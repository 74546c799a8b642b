//! CLI error handling with user-friendly messages.
//!
//! Centralizes error handling for the CLI, providing consistent formatting
//! and appropriate exit codes.

use std::fmt;
use std::process;

use sizecache::config::ConfigFileError;
use sizecache::service::ServiceError;

/// CLI-specific errors with user-friendly messages.
#[derive(Debug)]
pub enum CliError {
    /// Failed to initialize logging
    LoggingInit(String),
    /// Configuration file could not be read or written
    Config(ConfigFileError),
    /// Failed to create the layout cache
    ServiceCreation(ServiceError),
    /// A command-line argument is out of range
    InvalidArgument(String),
}

impl CliError {
    /// Exit the process with an appropriate error message and code.
    pub fn exit(&self) -> ! {
        eprintln!("Error: {}", self);

        if let CliError::Config(ConfigFileError::InvalidValue { section, key, .. }) = self {
            eprintln!();
            eprintln!("Fix '{}.{}' in the configuration file, or remove it", section, key);
            eprintln!("to use the default. Run 'sizecache config path' to locate the file.");
        }

        process::exit(match self {
            CliError::InvalidArgument(_) => 2,
            _ => 1,
        })
    }
}

impl fmt::Display for CliError {
    fn fmt(&self, f: &mut fmt::Formatter<'_>) -> fmt::Result {
        match self {
            CliError::LoggingInit(msg) => write!(f, "Failed to initialize logging: {}", msg),
            CliError::Config(e) => write!(f, "Configuration error: {}", e),
            CliError::ServiceCreation(e) => write!(f, "Failed to create layout cache: {}", e),
            CliError::InvalidArgument(msg) => write!(f, "Invalid argument: {}", msg),
        }
    }
}

impl std::error::Error for CliError {
    fn source(&self) -> Option<&(dyn std::error::Error + 'static)> {
        match self {
            CliError::Config(e) => Some(e),
            CliError::ServiceCreation(e) => Some(e),
            _ => None,
        }
    }
}

impl From<ConfigFileError> for CliError {
    fn from(e: ConfigFileError) -> Self {
        CliError::Config(e)
    }
}

impl From<ServiceError> for CliError {
    fn from(e: ServiceError) -> Self {
        CliError::ServiceCreation(e)
    }
}
mod parallel;

pub use parallel::{write_chapters_parallel, FanOutOptions};

use std::time::Instant;
use thiserror::Error;

use crate::book::{BookContext, Chapter, ChapterOutline, ChapterSpec, ValidationError};
use crate::language_model::{CompletionRequest, LanguageModel, LanguageModelError};
use crate::logging::{LogLevel, LogRecord, LogSink};
use crate::prompts::{
    PromptError, PromptRegistry, CHAPTER, CHAPTER_DEFAULT_INSTRUCTIONS, CHAPTER_TOC_INSTRUCTIONS,
};
use crate::review::ReviewError;

#[derive(Debug, Error)]
pub enum ChapterError {
    #[error("invalid chapter request: {0}")]
    Validation(#[from] ValidationError),
    #[error("failed to render chapter prompt: {0}")]
    Prompt(#[from] PromptError),
    #[error("language model failed while writing `{title}`: {source}")]
    Model {
        title: String,
        #[source]
        source: LanguageModelError,
    },
    #[error("review of `{title}` failed: {source}")]
    Review {
        title: String,
        #[source]
        source: ReviewError,
    },
    #[error("chapter scheduler was shut down")]
    SchedulerClosed,
}

pub struct ChapterWriter<'a> {
    prompts: &'a PromptRegistry,
    sink: &'a dyn LogSink,
}

impl<'a> ChapterWriter<'a> {
    pub fn new(prompts: &'a PromptRegistry, sink: &'a dyn LogSink) -> Self {
        Self { prompts, sink }
    }

    pub fn build_prompt(
        &self,
        spec: &ChapterSpec,
        outline: &ChapterOutline,
    ) -> Result<String, ChapterError> {
        let instructions_key = if outline.is_table_of_contents() {
            CHAPTER_TOC_INSTRUCTIONS
        } else {
            CHAPTER_DEFAULT_INSTRUCTIONS
        };
        let instructions = self
            .prompts
            .format_with(instructions_key, [("title", spec.title())])?;
        let topics = spec.topics().join(", ");

        let prompt = self.prompts.format_with(
            CHAPTER,
            [
                ("language", spec.context().language.display_name()),
                ("title", spec.title()),
                ("description", spec.description()),
                ("topics", topics.as_str()),
                ("goal", spec.context().goal.as_str()),
                ("book_type", spec.context().book_type.as_str()),
                ("instructions", instructions.trim()),
            ],
        )?;
        Ok(prompt)
    }

    /// Validates the request, asks the model once and times the call.
    pub async fn write_chapter<M: LanguageModel + ?Sized>(
        &self,
        model: &M,
        outline: &ChapterOutline,
        context: &BookContext,
    ) -> Result<Chapter, ChapterError> {
        let spec = ChapterSpec::new(outline, context)?;
        let prompt = self.build_prompt(&spec, outline)?;

        self.log(
            LogLevel::Debug,
            format!(
                "Writing `{}` with a budget of {} tokens",
                spec.title(),
                outline.expected_length.max_tokens()
            ),
        );
        let started = Instant::now();
        let request =
            CompletionRequest::text(prompt).with_max_tokens(outline.expected_length.max_tokens());
        let content = model
            .complete(&request)
            .await
            .map_err(|source| ChapterError::Model {
                title: outline.title.clone(),
                source,
            })?;

        Ok(Chapter::new(outline.title.clone(), content)
            .with_generation_time(started.elapsed().as_secs_f64()))
    }

    pub(crate) fn log(&self, level: LogLevel, message: impl Into<String>) {
        self.sink.log(LogRecord::new(level, message));
    }
}

#[cfg(test)]
mod tests {
    use super::*;
    use crate::book::{BookRequest, ChapterLength, OutputLanguage};
    use crate::logging::NullLogSink;
    use async_trait::async_trait;
    use std::sync::atomic::{AtomicUsize, Ordering};
    use std::sync::Mutex;

    #[derive(Default)]
    struct EchoModel {
        calls: AtomicUsize,
        last: Mutex<Option<CompletionRequest>>,
    }

    #[async_trait]
    impl LanguageModel for EchoModel {
        async fn complete(
            &self,
            request: &CompletionRequest,
        ) -> Result<String, LanguageModelError> {
            self.calls.fetch_add(1, Ordering::SeqCst);
            *self.last.lock().unwrap() = Some(request.clone());
            Ok("\n# Intro\n\nHello there.\n\n".to_string())
        }
    }

    fn context() -> BookContext {
        let request = BookRequest::new("Python", "Teach basic programming", "Beginners").unwrap();
        BookContext::from_request(&request, OutputLanguage::English)
    }

    #[tokio::test]
    async fn writes_chapter_with_length_budget() {
        let prompts = PromptRegistry::new().unwrap();
        let writer = ChapterWriter::new(&prompts, &NullLogSink);
        let model = EchoModel::default();
        let outline = ChapterOutline::new("Intro", "Why Python")
            .with_topics(["History", "Setup"])
            .with_length(ChapterLength::Short);

        let chapter = writer.write_chapter(&model, &outline, &context()).await.unwrap();

        assert_eq!(chapter.title, "Intro");
        assert_eq!(chapter.content, "# Intro\n\nHello there.");
        assert!(chapter.generation_time.is_some());

        let request = model.last.lock().unwrap().clone().unwrap();
        assert_eq!(request.max_tokens, Some(2000));
        assert!(request.prompt.contains("# Intro"));
        assert!(request.prompt.contains("Main topics: History, Setup"));
        assert!(request.prompt.contains("Goal: Teach basic programming"));
        assert!(request.prompt.contains("Book type: practical_guide"));
        assert!(request.prompt.contains("STRUCTURE AND DEPTH"));
    }

    #[test]
    fn table_of_contents_uses_its_own_instructions() {
        let prompts = PromptRegistry::new().unwrap();
        let writer = ChapterWriter::new(&prompts, &NullLogSink);
        let spec_outline = ChapterOutline::new("Sumário", "Chapter list");
        let spec = ChapterSpec::new(&spec_outline, &context()).unwrap();

        let prompt = writer.build_prompt(&spec, &spec_outline).unwrap();
        assert!(prompt.contains("clean and organised table of contents"));
        assert!(!prompt.contains("STRUCTURE AND DEPTH"));
        assert!(!prompt.contains("[Book Title]"));
        let headings: Vec<_> = prompt
            .lines()
            .map(str::trim)
            .filter(|line| line.starts_with("# "))
            .collect();
        assert!(!headings.is_empty());
        assert!(headings.iter().all(|line| *line == "# Sumário"));
    }

    #[tokio::test]
    async fn invalid_title_never_reaches_the_model() {
        let prompts = PromptRegistry::new().unwrap();
        let writer = ChapterWriter::new(&prompts, &NullLogSink);
        let model = EchoModel::default();

        let err = writer
            .write_chapter(&model, &ChapterOutline::new("", "desc"), &context())
            .await
            .unwrap_err();

        assert!(matches!(
            err,
            ChapterError::Validation(ValidationError::Empty {
                field: "chapter_title"
            })
        ));
        assert_eq!(model.calls.load(Ordering::SeqCst), 0);
    }
}
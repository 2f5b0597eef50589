mod epub;
mod pdf;
mod saver;

pub use pdf::render_markdown_pdf;
pub use saver::{render_book_markdown, BookSaver};

use pulldown_cmark::{html, Options, Parser};
use std::fs;
use std::path::{Path, PathBuf};
use thiserror::Error;

use crate::book::{BookState, OutputLanguage};

pub const DEFAULT_MARKDOWN_TEMPLATE: &str = "# {title}\n\n{content}\n";

const HTML_STYLE: &str = r#"
body { font-family: Arial, sans-serif; line-height: 1.6; margin: 2cm; }
h1, h2, h3 { color: #2c3e50; }
h1 { border-bottom: 2px solid #2c3e50; padding-bottom: 10px; }
code { background-color: #f7f7f7; padding: 2px 5px; border-radius: 3px; }
pre { background-color: #f7f7f7; padding: 15px; border-radius: 5px; overflow-x: auto; }
blockquote { border-left: 4px solid #2c3e50; margin: 0; padding-left: 15px; color: #666; }
table { border-collapse: collapse; width: 100%; margin: 15px 0; }
th, td { border: 1px solid #ddd; padding: 8px; text-align: left; }
th { background-color: #f7f7f7; }
"#;

#[derive(Debug, Error)]
pub enum ExportError {
    #[error("book has no title")]
    EmptyTitle,
    #[error("book has no chapters")]
    NoChapters,
    #[error("output path must not be empty")]
    EmptyPath,
    #[error("output file `{path}` must have the `.{expected}` extension")]
    InvalidExtension { path: PathBuf, expected: &'static str },
    #[error("failed to create directory `{path}`: {source}")]
    CreateDir {
        path: PathBuf,
        source: std::io::Error,
    },
    #[error("failed to write `{path}`: {source}")]
    Write {
        path: PathBuf,
        source: std::io::Error,
    },
    #[error("failed to build PDF: {0}")]
    Pdf(String),
    #[error("failed to build EPUB: {0}")]
    Epub(String),
}

pub(crate) fn write_file(path: &Path, contents: impl AsRef<[u8]>) -> Result<(), ExportError> {
    if let Some(parent) = path.parent().filter(|p| !p.as_os_str().is_empty()) {
        fs::create_dir_all(parent).map_err(|source| ExportError::CreateDir {
            path: parent.to_path_buf(),
            source,
        })?;
    }
    fs::write(path, contents).map_err(|source| ExportError::Write {
        path: path.to_path_buf(),
        source,
    })
}

fn require_path(path: &Path) -> Result<(), ExportError> {
    if path.as_os_str().is_empty() {
        return Err(ExportError::EmptyPath);
    }
    Ok(())
}

pub fn markdown_to_html(markdown: &str) -> String {
    let options = Options::ENABLE_TABLES | Options::ENABLE_STRIKETHROUGH;
    let mut output = String::new();
    html::push_html(&mut output, Parser::new_ext(markdown, options));
    output
}

/// Standalone, styled HTML page for a Markdown document.
pub fn html_document(title: &str, language: OutputLanguage, markdown: &str) -> String {
    format!(
        "<!DOCTYPE html>\n<html lang=\"{lang}\">\n<head>\n<meta charset=\"utf-8\">\n<title>{title}</title>\n<style>{style}</style>\n</head>\n<body>\n{body}</body>\n</html>\n",
        lang = language.code(),
        title = html_escape::encode_text(title),
        style = HTML_STYLE,
        body = markdown_to_html(markdown),
    )
}

/// Writes a finished book in the supported formats.
pub struct BookExporter<'a> {
    state: &'a BookState,
}

impl<'a> BookExporter<'a> {
    pub fn new(state: &'a BookState) -> Result<Self, ExportError> {
        if state.title.trim().is_empty() {
            return Err(ExportError::EmptyTitle);
        }
        if state.book.is_empty() {
            return Err(ExportError::NoChapters);
        }
        Ok(Self { state })
    }

    fn joined_content(&self) -> String {
        self.state
            .book
            .iter()
            .map(|chapter| chapter.content.as_str())
            .collect::<Vec<_>>()
            .join("\n\n")
    }

    /// `{title}` and `{content}` in the template are replaced; the default
    /// template matches the saver's layout.
    pub fn export_markdown(&self, path: &Path, template: Option<&str>) -> Result<(), ExportError> {
        require_path(path)?;
        let rendered = template
            .unwrap_or(DEFAULT_MARKDOWN_TEMPLATE)
            .replace("{title}", &self.state.title)
            .replace("{content}", &self.joined_content());
        write_file(path, rendered)
    }

    pub fn export_html(&self, path: &Path) -> Result<(), ExportError> {
        require_path(path)?;
        let document = html_document(
            &self.state.title,
            self.state.language,
            &render_book_markdown(self.state),
        );
        write_file(path, document)
    }

    pub fn export_pdf(&self, path: &Path) -> Result<(), ExportError> {
        require_path(path)?;
        render_markdown_pdf(&self.state.title, &render_book_markdown(self.state), path)
    }

    pub fn export_epub(&self, path: &Path) -> Result<(), ExportError> {
        require_path(path)?;
        let has_extension = path
            .extension()
            .and_then(|ext| ext.to_str())
            .is_some_and(|ext| ext.eq_ignore_ascii_case("epub"));
        if !has_extension {
            return Err(ExportError::InvalidExtension {
                path: path.to_path_buf(),
                expected: "epub",
            });
        }
        epub::write_epub(self.state, path)
    }
}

————————

Prompt: What do the lines above say from the one containing "pub const DEFAULT_MARKDOWN_TEMPLATE: &str" down to the one containing "border-bottom: 2px solid"? Return them exactly, both end lines included, and only them.

Exercise solution:
pub const DEFAULT_MARKDOWN_TEMPLATE: &str = "# {title}\n\n{content}\n";

const HTML_STYLE: &str = r#"
body { font-family: Arial, sans-serif; line-height: 1.6; margin: 2cm; }
h1, h2, h3 { color: #2c3e50; }
h1 { border-bottom: 2px solid #2c3e50; padding-bottom: 10px; }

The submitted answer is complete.